Traditional treatments for bone deformities coming from ailments such as trauma (fractures) or osteoporosis can be fruitless, especially if there is infection. To overcome this insufficiency, researchers have developed the mesoporous bioactive glass (MBG) nanoparticles that contain copper and take a multifunctional role. The MBGs boost new bone growth, have an antibacterial effect and can urge the formation of blood vessels, all at the same time.
Vitale-Brovarone, a researcher at Politecnico di Torino, said that that was the first study using the ultrasound-assisted sol-gel method to produce MBG nanoparticles containing copper ions. The method relies on a template agent to assemble a regular nanoporous structure in the bioactive glass. There is also the possibility to vary the copper content, surface area, nanopore size, the release of the copper ions and glass composition in order to obtain a better biological response.
According to Vitale-Brovarone, Copper-MBG nanoparticles and their ionic dissolution extracts exhibited important antibacterial effect against three different bacteria strains, Escherichia coli, Staphylococcus aureus and Staphylococcus epidermidis, and the ability to inhibit and disperse the biofilm produced by bacteria. Biofilms can be particularly resilient to antibiotics, which makes the MBG nanoparticles really attractive in their ability to neutralize them. Vitale-Brovarone adds that MBG nanoparticles were versatile, characterized by multifunctional biological properties and drug-loading ability in comparison to scaffolds based on MBGs, whose application were limited by the poor mechanical properties of the final meso-macroporous structure.

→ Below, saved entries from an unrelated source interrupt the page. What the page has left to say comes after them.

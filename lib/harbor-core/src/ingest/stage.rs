//! Decode/parse stage.

use std::{
    sync::Arc,
    time::{SystemTime, UNIX_EPOCH},
};

use async_trait::async_trait;
use harbor_error::GenericError;
use snafu::Snafu;

use super::{IngestConfiguration, TimestampSource};
use crate::{
    data_model::{Metric, MetricGroup},
    message::MessageContent,
};

/// A decoding error.
#[derive(Debug, Snafu)]
#[snafu(context(suffix(false)))]
pub enum DecodeError {
    /// The decoded payload exceeded the size limit.
    #[snafu(display("Decoded payload exceeds the limit of {} bytes.", limit))]
    TooLarge {
        /// Size limit, in bytes.
        limit: usize,
    },

    /// The content encoding is not supported.
    #[snafu(display("Unsupported content encoding '{}'.", encoding))]
    UnsupportedEncoding {
        /// The requested encoding.
        encoding: String,
    },

    /// The payload is not valid for its content encoding.
    #[snafu(display("Failed to decode payload: {}", source))]
    Malformed {
        /// Error source.
        source: GenericError,
    },
}

/// Turns an encoded payload into raw bytes.
#[async_trait]
pub trait Decoder: Send + Sync {
    /// Decodes `payload` according to `encoding`.
    ///
    /// `None` means the payload is not encoded. When `limit` is set, decoding stops with [`DecodeError::TooLarge`] as
    /// soon as the output would exceed it.
    async fn decode(
        &self, payload: &[u8], encoding: Option<&str>, limit: Option<usize>,
    ) -> Result<Vec<u8>, DecodeError>;
}

/// Turns raw bytes into metrics.
pub trait Parser: Send + Sync {
    /// Parses `payload` into zero or more metrics.
    ///
    /// # Errors
    ///
    /// If the payload is malformed, an error is returned. Parsing is all-or-nothing: a payload with a single malformed
    /// record yields no metrics.
    fn parse(&self, payload: &[u8]) -> Result<Vec<Metric>, GenericError>;
}

/// A decode/parse stage error.
///
/// All variants are permanent: processing the same message again would fail the same way.
#[derive(Debug, Snafu)]
#[snafu(context(suffix(false)))]
pub enum StageError {
    /// The payload exceeded the maximum message length.
    #[snafu(display("Payload exceeds the maximum message length of {} bytes.", max))]
    PayloadTooLarge {
        /// Maximum message length, in bytes.
        max: usize,
    },

    /// The payload could not be decoded.
    #[snafu(display("Failed to decode message: {}", source))]
    Decode {
        /// Error source.
        source: DecodeError,
    },

    /// The decoded payload could not be parsed.
    #[snafu(display("Failed to parse message: {}", source))]
    Parse {
        /// Error source.
        source: GenericError,
    },
}

/// Result of processing a message.
#[derive(Debug)]
pub enum StageOutcome {
    /// The payload was valid but contained no metrics.
    Empty,

    /// The payload produced a non-empty group of metrics.
    Group(MetricGroup),
}

/// Message-derived enrichment applied to parsed metrics.
#[derive(Clone, Debug, Default)]
pub struct Enrichment {
    topic_tag: Option<String>,
    attributes_as_tags: Vec<String>,
    attribute_as_metric_name: Option<String>,
    timestamp_source: TimestampSource,
}

impl Enrichment {
    fn from_configuration(config: &IngestConfiguration) -> Self {
        Self {
            topic_tag: config.topic_tag.clone(),
            attributes_as_tags: config.attributes_as_tags.clone(),
            attribute_as_metric_name: config.attribute_as_metric_name.clone(),
            timestamp_source: config.timestamp_source,
        }
    }

    fn is_noop(&self) -> bool {
        self.topic_tag.is_none()
            && self.attributes_as_tags.is_empty()
            && self.attribute_as_metric_name.is_none()
            && self.timestamp_source == TimestampSource::Payload
    }

    fn apply<M>(&self, message: &M, group: &mut MetricGroup)
    where
        M: MessageContent + ?Sized,
    {
        if self.is_noop() {
            return;
        }

        let topic = self
            .topic_tag
            .as_deref()
            .and_then(|tag| message.topic().map(|topic| (tag, topic)));
        let attribute_tags = self
            .attributes_as_tags
            .iter()
            .filter_map(|key| message.attribute(key).map(|value| (key.as_str(), value)))
            .collect::<Vec<_>>();
        let name = self
            .attribute_as_metric_name
            .as_deref()
            .and_then(|key| message.attribute(key));
        let timestamp = match self.timestamp_source {
            TimestampSource::Payload => None,
            TimestampSource::Publish => message.publish_time().and_then(unix_nanos),
        };

        for metric in group.iter_mut() {
            if let Some((tag, topic)) = topic {
                metric.insert_tag(tag, topic);
            }
            for (key, value) in &attribute_tags {
                metric.insert_tag(*key, *value);
            }
            if let Some(name) = name {
                metric.set_name(name);
            }
            if let Some(timestamp) = timestamp {
                metric.set_timestamp(timestamp);
            }
        }
    }
}

fn unix_nanos(time: SystemTime) -> Option<u64> {
    let elapsed = time.duration_since(UNIX_EPOCH).ok()?;
    u64::try_from(elapsed.as_nanos()).ok()
}

/// Decodes and parses messages into metric groups.
///
/// Enrichment happens here, before the group is submitted or copied for redelivery, so a group is never modified after
/// it leaves the stage.
#[derive(Clone)]
pub struct DecodeParseStage {
    decoder: Arc<dyn Decoder>,
    parser: Arc<dyn Parser>,
    max_message_len: Option<usize>,
    default_encoding: Option<String>,
    enrichment: Enrichment,
}

impl DecodeParseStage {
    /// Creates a new `DecodeParseStage` with no size limit and no enrichment.
    pub fn new(decoder: Arc<dyn Decoder>, parser: Arc<dyn Parser>) -> Self {
        Self {
            decoder,
            parser,
            max_message_len: None,
            default_encoding: None,
            enrichment: Enrichment::default(),
        }
    }

    /// Creates a new `DecodeParseStage` with the size limit, default encoding, and enrichment from `config`.
    pub fn from_configuration(
        decoder: Arc<dyn Decoder>, parser: Arc<dyn Parser>, config: &IngestConfiguration,
    ) -> Self {
        Self {
            decoder,
            parser,
            max_message_len: config.max_message_len(),
            default_encoding: config.content_encoding.clone(),
            enrichment: Enrichment::from_configuration(config),
        }
    }

    /// Returns the maximum message length, if one is set.
    pub fn max_message_len(&self) -> Option<usize> {
        self.max_message_len
    }

    /// Processes a single message.
    ///
    /// # Errors
    ///
    /// If the payload is too large, cannot be decoded, or cannot be parsed, an error is returned.
    pub async fn process<M>(&self, message: &M) -> Result<StageOutcome, StageError>
    where
        M: MessageContent + ?Sized,
    {
        let payload = message.payload();
        if let Some(max) = self.max_message_len {
            if payload.len() > max {
                return Err(StageError::PayloadTooLarge { max });
            }
        }

        let encoding = message.content_encoding().or(self.default_encoding.as_deref());
        let decoded = self
            .decoder
            .decode(payload, encoding, self.max_message_len)
            .await
            .map_err(|source| match source {
                DecodeError::TooLarge { limit } => StageError::PayloadTooLarge { max: limit },
                source => StageError::Decode { source },
            })?;

        let metrics = self
            .parser
            .parse(&decoded)
            .map_err(|source| StageError::Parse { source })?;
        if metrics.is_empty() {
            return Ok(StageOutcome::Empty);
        }

        let mut group = MetricGroup::new(metrics);
        self.enrichment.apply(message, &mut group);
        Ok(StageOutcome::Group(group))
    }
}


#[cfg(test)]
mod tests {
    use std::time::Duration;

    use bytesize::ByteSize;

    use super::{test_util::*, *};
    use crate::{
        ingest::RedeliveryMode,
        message::test_util::{AckCounts, MockMessage},
    };

    fn configured_stage(config: &IngestConfiguration) -> DecodeParseStage {
        DecodeParseStage::from_configuration(Arc::new(PassthroughDecoder), Arc::new(PairParser), config)
    }

    #[tokio::test]
    async fn parses_group() {
        let counts = AckCounts::default();
        let message = MockMessage::new("1", "cpu 1.5\nmem 2\n", &counts);

        let StageOutcome::Group(group) = stage().process(&message).await.unwrap() else {
            panic!("expected a group");
        };
        assert_eq!(group.len(), 2);
        assert_eq!(group.iter().next().unwrap().name(), "cpu");
    }

    #[tokio::test]
    async fn empty_payload_is_empty() {
        let counts = AckCounts::default();
        let message = MockMessage::new("1", "\n\n", &counts);

        assert!(matches!(stage().process(&message).await, Ok(StageOutcome::Empty)));
    }

    #[tokio::test]
    async fn malformed_payload_is_parse_error() {
        let counts = AckCounts::default();
        let message = MockMessage::new("1", "cpu notanumber", &counts);

        assert!(matches!(stage().process(&message).await, Err(StageError::Parse { .. })));
    }

    #[tokio::test]
    async fn oversized_payload_is_rejected_before_decoding() {
        let counts = AckCounts::default();
        let message = MockMessage::new("1", "cpu 1.5", &counts);
        let config = IngestConfiguration {
            max_message_len: ByteSize::b(4),
            ..IngestConfiguration::default()
        };

        assert!(matches!(
            configured_stage(&config).process(&message).await,
            Err(StageError::PayloadTooLarge { max: 4 })
        ));
    }

    #[tokio::test]
    async fn default_encoding_applies_when_message_has_none() {
        let counts = AckCounts::default();
        let message = MockMessage::new("1", "cpu 1", &counts);
        let config = IngestConfiguration {
            content_encoding: Some("x-upper".to_string()),
            ..IngestConfiguration::default()
        };

        let StageOutcome::Group(group) = configured_stage(&config).process(&message).await.unwrap() else {
            panic!("expected a group");
        };
        assert_eq!(group.iter().next().unwrap().name(), "CPU");

        let config = IngestConfiguration {
            content_encoding: Some("br".to_string()),
            ..IngestConfiguration::default()
        };
        assert!(matches!(
            configured_stage(&config).process(&message).await,
            Err(StageError::Decode {
                source: DecodeError::UnsupportedEncoding { .. }
            })
        ));
    }

    #[tokio::test]
    async fn enrichment_from_message_metadata() {
        let counts = AckCounts::default();
        let mut message = MockMessage::new("1", "cpu 1\nmem 2", &counts);
        message.topic = Some("telemetry".to_string());
        message.attributes.insert("host".to_string(), "web-1".to_string());
        message.attributes.insert("metric".to_string(), "renamed".to_string());
        message.publish_time = Some(UNIX_EPOCH + Duration::from_secs(42));

        let config = IngestConfiguration {
            redelivery_mode: RedeliveryMode::AckAndDrop,
            topic_tag: Some("topic".to_string()),
            attributes_as_tags: vec!["host".to_string(), "missing".to_string()],
            attribute_as_metric_name: Some("metric".to_string()),
            timestamp_source: TimestampSource::Publish,
            ..IngestConfiguration::default()
        };

        let StageOutcome::Group(group) = configured_stage(&config).process(&message).await.unwrap() else {
            panic!("expected a group");
        };
        for metric in &group {
            assert_eq!(metric.name(), "renamed");
            assert_eq!(metric.tags().get("topic").map(String::as_str), Some("telemetry"));
            assert_eq!(metric.tags().get("host").map(String::as_str), Some("web-1"));
            assert!(!metric.tags().contains_key("missing"));
            assert_eq!(metric.timestamp(), Some(42_000_000_000));
        }
    }
}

The MBG nanoparticles can be coated with stimuli responsive agents and put on directly on the site of damage or infection. In a different way, nanoparticles could be dispersed in an organic matrix and implanted into the body to produce collagen-based compounds that stimulate bone repair.
Different ions could also be introduced into the MBG composite to improve osteostimulation (bone growth) and reduce the activity of osteoclasts related to osteoporosis. Still the main challenge for perfect tuning of the ion release kinetics to match clinical needs such as time of the delivery and concentrations remains, said Fiorilli, another researcher at Politecnico di Torino.